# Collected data
((
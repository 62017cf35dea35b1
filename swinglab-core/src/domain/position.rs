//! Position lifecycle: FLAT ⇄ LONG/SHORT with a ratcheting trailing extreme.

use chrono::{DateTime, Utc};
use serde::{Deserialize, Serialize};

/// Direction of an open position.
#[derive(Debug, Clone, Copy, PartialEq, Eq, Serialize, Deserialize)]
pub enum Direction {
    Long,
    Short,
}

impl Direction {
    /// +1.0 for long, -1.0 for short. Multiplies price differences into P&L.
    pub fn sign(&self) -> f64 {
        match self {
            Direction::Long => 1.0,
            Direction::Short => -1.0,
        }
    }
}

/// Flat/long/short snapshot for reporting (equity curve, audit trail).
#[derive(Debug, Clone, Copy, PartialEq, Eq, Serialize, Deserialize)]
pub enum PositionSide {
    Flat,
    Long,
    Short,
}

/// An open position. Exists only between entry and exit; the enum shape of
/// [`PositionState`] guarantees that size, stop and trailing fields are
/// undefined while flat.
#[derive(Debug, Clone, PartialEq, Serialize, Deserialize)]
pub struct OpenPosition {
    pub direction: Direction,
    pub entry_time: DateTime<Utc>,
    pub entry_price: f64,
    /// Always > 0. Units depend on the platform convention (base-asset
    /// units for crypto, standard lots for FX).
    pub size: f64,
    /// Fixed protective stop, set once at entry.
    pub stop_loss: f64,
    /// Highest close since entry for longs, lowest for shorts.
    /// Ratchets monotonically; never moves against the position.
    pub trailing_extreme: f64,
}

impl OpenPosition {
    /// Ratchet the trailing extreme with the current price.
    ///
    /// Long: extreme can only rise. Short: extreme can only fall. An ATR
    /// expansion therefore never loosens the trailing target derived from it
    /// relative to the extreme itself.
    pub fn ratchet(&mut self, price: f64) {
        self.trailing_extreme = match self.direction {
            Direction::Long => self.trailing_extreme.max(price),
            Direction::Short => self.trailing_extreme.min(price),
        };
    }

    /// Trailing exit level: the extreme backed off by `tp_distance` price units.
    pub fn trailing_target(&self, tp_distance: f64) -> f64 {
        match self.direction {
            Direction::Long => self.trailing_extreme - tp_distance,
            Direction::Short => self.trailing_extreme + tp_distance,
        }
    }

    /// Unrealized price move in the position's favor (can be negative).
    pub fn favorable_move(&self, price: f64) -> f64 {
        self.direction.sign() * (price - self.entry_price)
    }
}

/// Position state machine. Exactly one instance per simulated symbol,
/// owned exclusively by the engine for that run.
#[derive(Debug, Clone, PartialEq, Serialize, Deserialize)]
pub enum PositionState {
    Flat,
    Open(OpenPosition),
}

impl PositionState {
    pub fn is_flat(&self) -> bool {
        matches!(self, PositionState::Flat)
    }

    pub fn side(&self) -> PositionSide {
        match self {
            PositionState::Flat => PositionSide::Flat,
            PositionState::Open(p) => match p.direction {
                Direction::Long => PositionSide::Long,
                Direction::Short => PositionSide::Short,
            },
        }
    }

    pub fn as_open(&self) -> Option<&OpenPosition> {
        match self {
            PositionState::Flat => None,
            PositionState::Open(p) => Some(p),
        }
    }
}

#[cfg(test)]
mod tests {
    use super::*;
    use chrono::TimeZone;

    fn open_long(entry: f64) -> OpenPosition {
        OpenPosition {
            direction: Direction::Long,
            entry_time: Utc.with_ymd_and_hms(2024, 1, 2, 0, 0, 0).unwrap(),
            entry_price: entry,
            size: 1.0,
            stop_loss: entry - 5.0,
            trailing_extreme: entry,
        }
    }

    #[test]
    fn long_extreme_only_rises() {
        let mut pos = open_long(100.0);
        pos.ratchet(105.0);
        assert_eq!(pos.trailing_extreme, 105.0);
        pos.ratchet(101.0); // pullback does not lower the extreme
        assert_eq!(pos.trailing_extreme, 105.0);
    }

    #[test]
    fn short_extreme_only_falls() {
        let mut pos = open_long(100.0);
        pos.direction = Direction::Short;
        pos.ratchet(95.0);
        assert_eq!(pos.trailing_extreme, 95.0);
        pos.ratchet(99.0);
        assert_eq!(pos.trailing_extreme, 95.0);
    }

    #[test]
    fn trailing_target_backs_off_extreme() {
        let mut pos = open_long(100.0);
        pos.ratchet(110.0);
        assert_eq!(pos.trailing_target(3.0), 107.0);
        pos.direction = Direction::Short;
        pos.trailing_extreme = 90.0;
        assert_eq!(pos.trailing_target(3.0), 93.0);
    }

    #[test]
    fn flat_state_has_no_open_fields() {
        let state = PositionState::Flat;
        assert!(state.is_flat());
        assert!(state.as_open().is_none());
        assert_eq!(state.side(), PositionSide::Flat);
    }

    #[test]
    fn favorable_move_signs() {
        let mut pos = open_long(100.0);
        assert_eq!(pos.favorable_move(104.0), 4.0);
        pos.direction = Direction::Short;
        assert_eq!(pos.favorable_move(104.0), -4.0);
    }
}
))
# To do
With "enum" as the search string, filter the records and return each line that has it.

# Reply
pub enum Direction {
pub enum PositionSide {
/// An open position. Exists only between entry and exit; the enum shape of
pub enum PositionState {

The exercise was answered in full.